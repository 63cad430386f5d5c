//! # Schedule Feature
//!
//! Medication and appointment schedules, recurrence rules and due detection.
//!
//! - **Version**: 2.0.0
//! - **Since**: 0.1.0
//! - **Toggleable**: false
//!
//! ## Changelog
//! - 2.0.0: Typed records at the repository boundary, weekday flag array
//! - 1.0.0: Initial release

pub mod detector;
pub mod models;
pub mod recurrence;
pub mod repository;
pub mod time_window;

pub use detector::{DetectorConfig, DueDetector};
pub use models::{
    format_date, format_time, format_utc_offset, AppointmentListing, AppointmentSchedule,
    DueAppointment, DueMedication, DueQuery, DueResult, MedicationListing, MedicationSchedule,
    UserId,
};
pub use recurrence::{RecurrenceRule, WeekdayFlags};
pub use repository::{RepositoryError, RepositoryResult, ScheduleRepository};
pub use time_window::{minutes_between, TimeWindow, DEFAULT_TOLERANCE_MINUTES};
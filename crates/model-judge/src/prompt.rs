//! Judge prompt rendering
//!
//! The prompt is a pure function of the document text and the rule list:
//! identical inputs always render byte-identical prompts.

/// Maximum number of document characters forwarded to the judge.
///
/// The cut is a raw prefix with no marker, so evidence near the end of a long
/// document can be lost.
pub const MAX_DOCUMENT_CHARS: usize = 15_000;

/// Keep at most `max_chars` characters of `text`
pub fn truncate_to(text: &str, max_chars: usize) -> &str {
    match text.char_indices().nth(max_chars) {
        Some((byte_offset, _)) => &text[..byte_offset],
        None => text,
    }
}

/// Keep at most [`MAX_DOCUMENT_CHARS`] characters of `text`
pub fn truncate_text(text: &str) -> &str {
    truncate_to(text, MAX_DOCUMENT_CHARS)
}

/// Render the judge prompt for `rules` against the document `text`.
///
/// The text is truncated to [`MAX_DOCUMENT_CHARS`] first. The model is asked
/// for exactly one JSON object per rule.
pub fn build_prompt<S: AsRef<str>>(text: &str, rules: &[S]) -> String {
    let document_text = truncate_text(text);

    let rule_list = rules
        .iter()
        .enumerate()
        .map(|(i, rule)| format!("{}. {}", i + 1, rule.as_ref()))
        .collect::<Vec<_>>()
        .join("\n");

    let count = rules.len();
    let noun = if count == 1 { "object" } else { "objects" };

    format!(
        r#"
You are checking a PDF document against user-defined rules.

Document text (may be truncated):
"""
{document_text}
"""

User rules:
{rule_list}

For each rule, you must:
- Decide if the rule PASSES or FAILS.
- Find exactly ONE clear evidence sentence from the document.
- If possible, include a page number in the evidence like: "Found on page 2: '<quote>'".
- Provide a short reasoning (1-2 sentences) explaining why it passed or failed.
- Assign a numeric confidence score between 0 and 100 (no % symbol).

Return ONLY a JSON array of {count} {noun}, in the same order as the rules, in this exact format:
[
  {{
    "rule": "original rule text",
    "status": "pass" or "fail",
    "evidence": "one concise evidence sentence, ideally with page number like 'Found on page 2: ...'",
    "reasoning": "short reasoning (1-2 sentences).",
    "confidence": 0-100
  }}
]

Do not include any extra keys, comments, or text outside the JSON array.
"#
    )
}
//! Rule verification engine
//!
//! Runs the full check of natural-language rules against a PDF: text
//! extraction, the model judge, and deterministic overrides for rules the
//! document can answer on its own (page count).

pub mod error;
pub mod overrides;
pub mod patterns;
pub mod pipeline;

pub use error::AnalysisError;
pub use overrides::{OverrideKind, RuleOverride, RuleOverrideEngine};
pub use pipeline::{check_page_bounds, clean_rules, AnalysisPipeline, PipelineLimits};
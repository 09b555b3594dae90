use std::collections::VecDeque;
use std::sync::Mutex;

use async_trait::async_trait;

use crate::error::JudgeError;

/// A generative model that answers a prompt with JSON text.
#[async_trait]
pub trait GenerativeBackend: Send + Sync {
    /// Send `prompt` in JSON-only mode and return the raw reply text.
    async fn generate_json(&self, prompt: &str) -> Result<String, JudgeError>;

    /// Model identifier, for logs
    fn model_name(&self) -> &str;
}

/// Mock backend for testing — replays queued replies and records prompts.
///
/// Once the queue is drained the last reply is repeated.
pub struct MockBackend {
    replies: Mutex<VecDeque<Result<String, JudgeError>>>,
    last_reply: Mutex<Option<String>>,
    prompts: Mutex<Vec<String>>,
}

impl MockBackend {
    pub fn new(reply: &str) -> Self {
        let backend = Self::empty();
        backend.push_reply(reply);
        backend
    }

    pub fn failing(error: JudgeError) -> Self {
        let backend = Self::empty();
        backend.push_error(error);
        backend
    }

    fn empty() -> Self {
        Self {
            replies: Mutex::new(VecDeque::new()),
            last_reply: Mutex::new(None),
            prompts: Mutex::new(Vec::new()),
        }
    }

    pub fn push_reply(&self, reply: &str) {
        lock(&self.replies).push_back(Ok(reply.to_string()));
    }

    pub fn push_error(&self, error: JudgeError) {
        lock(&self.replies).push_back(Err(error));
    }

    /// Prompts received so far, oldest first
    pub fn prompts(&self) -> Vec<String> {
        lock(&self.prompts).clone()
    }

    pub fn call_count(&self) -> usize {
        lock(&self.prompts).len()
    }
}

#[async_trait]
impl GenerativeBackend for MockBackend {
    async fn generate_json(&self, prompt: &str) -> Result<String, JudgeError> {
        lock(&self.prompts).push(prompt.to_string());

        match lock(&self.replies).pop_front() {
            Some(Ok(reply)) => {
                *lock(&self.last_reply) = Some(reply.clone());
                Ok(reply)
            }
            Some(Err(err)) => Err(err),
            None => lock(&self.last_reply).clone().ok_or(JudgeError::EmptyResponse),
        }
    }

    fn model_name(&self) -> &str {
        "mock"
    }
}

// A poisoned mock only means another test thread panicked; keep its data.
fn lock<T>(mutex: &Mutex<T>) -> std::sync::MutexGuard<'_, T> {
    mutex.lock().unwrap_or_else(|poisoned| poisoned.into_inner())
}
====
§ DIRECTIONS:
Every line above from the line with "weekday flag array" to the line with "Some((byte_offset, _)) =>", both included, must be reproduced exactly, and no other line may appear.

§ SOLUTION:
//! - 2.0.0: Typed records at the repository boundary, weekday flag array
//! - 1.0.0: Initial release

pub mod detector;
pub mod models;
pub mod recurrence;
pub mod repository;
pub mod time_window;

pub use detector::{DetectorConfig, DueDetector};
pub use models::{
    format_date, format_time, format_utc_offset, AppointmentListing, AppointmentSchedule,
    DueAppointment, DueMedication, DueQuery, DueResult, MedicationListing, MedicationSchedule,
    UserId,
};
pub use recurrence::{RecurrenceRule, WeekdayFlags};
pub use repository::{RepositoryError, RepositoryResult, ScheduleRepository};
pub use time_window::{minutes_between, TimeWindow, DEFAULT_TOLERANCE_MINUTES};
filename crates/model-judge/src/prompt.rs
//! Judge prompt rendering
//!
//! The prompt is a pure function of the document text and the rule list:
//! identical inputs always render byte-identical prompts.

/// Maximum number of document characters forwarded to the judge.
///
/// The cut is a raw prefix with no marker, so evidence near the end of a long
/// document can be lost.
pub const MAX_DOCUMENT_CHARS: usize = 15_000;

/// Keep at most `max_chars` characters of `text`
pub fn truncate_to(text: &str, max_chars: usize) -> &str {
    match text.char_indices().nth(max_chars) {
        Some((byte_offset, _)) => &text[..byte_offset],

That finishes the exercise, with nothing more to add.